## To do:
All lines in the entries below that hold "crate" make up the answer.

## Source data:

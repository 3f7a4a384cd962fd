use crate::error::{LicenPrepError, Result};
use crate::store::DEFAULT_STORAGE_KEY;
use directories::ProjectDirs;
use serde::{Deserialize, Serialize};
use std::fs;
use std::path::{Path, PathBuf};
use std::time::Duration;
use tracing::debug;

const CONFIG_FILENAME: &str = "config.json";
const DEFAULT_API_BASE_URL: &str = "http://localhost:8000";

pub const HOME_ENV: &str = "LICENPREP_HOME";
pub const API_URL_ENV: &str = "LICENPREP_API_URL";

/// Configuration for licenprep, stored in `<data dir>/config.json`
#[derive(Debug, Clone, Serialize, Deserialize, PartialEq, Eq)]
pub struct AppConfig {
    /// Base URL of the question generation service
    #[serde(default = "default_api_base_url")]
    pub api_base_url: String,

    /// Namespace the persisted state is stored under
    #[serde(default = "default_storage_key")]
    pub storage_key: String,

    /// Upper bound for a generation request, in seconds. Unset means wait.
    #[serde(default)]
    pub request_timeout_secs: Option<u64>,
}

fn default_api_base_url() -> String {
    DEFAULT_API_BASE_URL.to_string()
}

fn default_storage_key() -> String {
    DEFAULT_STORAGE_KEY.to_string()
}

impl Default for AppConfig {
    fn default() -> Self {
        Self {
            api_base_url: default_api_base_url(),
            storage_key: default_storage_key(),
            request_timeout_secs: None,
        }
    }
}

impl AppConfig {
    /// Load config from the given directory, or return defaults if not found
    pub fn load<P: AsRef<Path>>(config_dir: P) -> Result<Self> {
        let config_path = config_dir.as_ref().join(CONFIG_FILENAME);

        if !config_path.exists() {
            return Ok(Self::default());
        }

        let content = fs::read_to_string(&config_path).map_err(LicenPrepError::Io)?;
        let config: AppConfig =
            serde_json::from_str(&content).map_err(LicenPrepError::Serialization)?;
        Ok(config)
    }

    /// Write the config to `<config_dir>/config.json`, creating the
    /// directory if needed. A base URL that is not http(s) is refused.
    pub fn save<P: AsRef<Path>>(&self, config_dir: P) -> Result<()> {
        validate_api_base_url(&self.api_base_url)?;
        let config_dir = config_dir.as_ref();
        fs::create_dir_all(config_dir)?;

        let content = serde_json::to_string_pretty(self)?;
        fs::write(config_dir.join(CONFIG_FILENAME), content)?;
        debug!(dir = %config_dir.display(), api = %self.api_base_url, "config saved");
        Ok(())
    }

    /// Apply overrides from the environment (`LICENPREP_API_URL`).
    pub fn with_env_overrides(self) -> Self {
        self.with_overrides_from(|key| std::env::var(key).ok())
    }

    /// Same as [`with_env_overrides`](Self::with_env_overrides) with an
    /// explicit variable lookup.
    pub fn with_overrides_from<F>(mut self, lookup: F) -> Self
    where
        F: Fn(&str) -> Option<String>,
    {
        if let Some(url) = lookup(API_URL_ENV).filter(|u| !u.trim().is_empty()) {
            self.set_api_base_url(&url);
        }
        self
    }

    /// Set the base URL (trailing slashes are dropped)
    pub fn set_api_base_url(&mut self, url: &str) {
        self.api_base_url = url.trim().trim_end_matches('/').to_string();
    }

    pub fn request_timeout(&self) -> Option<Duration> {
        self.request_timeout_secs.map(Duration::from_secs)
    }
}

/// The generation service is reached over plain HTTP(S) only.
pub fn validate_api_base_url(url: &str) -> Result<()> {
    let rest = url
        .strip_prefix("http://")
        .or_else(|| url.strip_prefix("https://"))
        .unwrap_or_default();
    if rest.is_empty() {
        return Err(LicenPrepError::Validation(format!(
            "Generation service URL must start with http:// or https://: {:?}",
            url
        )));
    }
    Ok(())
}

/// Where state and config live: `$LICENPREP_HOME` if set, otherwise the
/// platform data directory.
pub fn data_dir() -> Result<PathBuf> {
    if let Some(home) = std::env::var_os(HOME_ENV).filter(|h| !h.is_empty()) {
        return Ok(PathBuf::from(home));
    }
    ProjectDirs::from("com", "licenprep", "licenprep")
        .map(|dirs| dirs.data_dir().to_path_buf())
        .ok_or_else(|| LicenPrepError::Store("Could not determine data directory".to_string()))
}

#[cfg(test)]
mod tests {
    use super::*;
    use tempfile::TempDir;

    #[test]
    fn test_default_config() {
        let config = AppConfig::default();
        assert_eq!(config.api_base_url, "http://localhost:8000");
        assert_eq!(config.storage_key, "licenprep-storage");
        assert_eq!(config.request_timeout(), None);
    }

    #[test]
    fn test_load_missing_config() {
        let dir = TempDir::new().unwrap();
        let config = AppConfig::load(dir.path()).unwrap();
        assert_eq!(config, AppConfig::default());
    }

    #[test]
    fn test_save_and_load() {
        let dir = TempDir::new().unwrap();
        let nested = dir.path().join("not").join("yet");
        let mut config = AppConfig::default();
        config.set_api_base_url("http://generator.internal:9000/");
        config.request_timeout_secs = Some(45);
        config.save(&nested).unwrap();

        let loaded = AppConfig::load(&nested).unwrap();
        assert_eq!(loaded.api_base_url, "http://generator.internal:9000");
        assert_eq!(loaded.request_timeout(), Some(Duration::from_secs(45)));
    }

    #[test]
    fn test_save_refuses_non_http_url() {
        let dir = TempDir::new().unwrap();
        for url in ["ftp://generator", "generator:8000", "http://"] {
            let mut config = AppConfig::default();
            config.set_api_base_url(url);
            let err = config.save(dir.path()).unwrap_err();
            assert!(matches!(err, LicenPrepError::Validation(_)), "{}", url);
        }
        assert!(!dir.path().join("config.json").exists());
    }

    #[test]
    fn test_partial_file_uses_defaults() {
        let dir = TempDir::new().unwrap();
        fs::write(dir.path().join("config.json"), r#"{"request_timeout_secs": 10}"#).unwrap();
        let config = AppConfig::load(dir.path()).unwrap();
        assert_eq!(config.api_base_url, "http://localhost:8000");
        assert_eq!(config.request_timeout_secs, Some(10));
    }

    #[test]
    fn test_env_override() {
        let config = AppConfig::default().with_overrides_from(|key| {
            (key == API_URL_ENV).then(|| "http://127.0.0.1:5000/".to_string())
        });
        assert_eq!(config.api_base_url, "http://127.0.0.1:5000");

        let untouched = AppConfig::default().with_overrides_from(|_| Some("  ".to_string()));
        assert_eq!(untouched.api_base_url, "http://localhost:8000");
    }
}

## Exercise answer:
use crate::error::{LicenPrepError, Result};
use crate::store::DEFAULT_STORAGE_KEY;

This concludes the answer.